__WHAT IS EXPECTED__.
Using the records below, repeat exactly the lines from the one holding "the configured retention." through the one holding "let mut interval", both ends included, and no others.

__DATA PROVIDED__.
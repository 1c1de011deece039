//! Retention of terminal jobs.
//!
//! Completed and failed jobs are deleted once their `updated_at` is older
//! than the retention window. Queued and processing jobs are never touched.

use std::time::Duration;

use chrono::{DateTime, Utc};
use tokio_util::sync::CancellationToken;

use crate::config::CleanupConfig;
use crate::error::Result;
use crate::scheduler::job::{JobId, JobStatus};
use crate::scheduler::runner::Runner;
use crate::scheduler::store::JobStore;

/// Delete every terminal job with `now - updated_at > retention` and return
/// the removed ids.
pub async fn sweep_terminal(
    store: &dyn JobStore,
    now: DateTime<Utc>,
    retention: Duration,
) -> Result<Vec<JobId>> {
    // A window too large to represent can never be exceeded.
    let Some(cutoff) = chrono::Duration::from_std(retention)
        .ok()
        .and_then(|window| now.checked_sub_signed(window))
    else {
        return Ok(Vec::new());
    };

    let mut removed = Vec::new();
    for status in [JobStatus::Completed, JobStatus::Failed] {
        for job in store.list_by_status(status).await? {
            if job.updated_at < cutoff && store.delete(&job.id).await? {
                removed.push(job.id);
            }
        }
    }
    Ok(removed)
}

/// Periodic sweep owned by the node.
pub struct CleanupTask {
    runner: Runner,
    config: CleanupConfig,
}

impl CleanupTask {
    pub fn new(runner: Runner, config: CleanupConfig) -> Self {
        Self { runner, config }
    }

    /// Run one sweep with the configured retention.
    pub async fn run_once(&self) -> Result<usize> {
        let removed = self.runner.sweep(self.config.retention).await?;
        if removed > 0 {
            tracing::info!(removed, retention = ?self.config.retention, "Swept terminal jobs");
        } else {
            tracing::debug!("Job sweep found nothing to remove");
        }
        Ok(removed)
    }

    /// Sweep every `interval` until `shutdown` is cancelled.
    pub async fn run(self, shutdown: CancellationToken) {
        let mut interval = tokio::time::interval(self.config.interval);
        interval.set_missed_tick_behavior(tokio::time::MissedTickBehavior::Delay);

        loop {
            tokio::select! {
                _ = interval.tick() => {
                    if let Err(e) = self.run_once().await {
                        tracing::warn!(error = %e, "Job sweep failed");
                    }
                }
                _ = shutdown.cancelled() => {
                    tracing::debug!("Cleanup loop stopped");
                    break;
                }
            }
        }
    }
}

__EXERCISE RESPONSE__.
    /// Run one sweep with the configured retention.
    pub async fn run_once(&self) -> Result<usize> {
        let removed = self.runner.sweep(self.config.retention).await?;
        if removed > 0 {
            tracing::info!(removed, retention = ?self.config.retention, "Swept terminal jobs");
        } else {
            tracing::debug!("Job sweep found nothing to remove");
        }
        Ok(removed)
    }

    /// Sweep every `interval` until `shutdown` is cancelled.
    pub async fn run(self, shutdown: CancellationToken) {
        let mut interval = tokio::time::interval(self.config.interval);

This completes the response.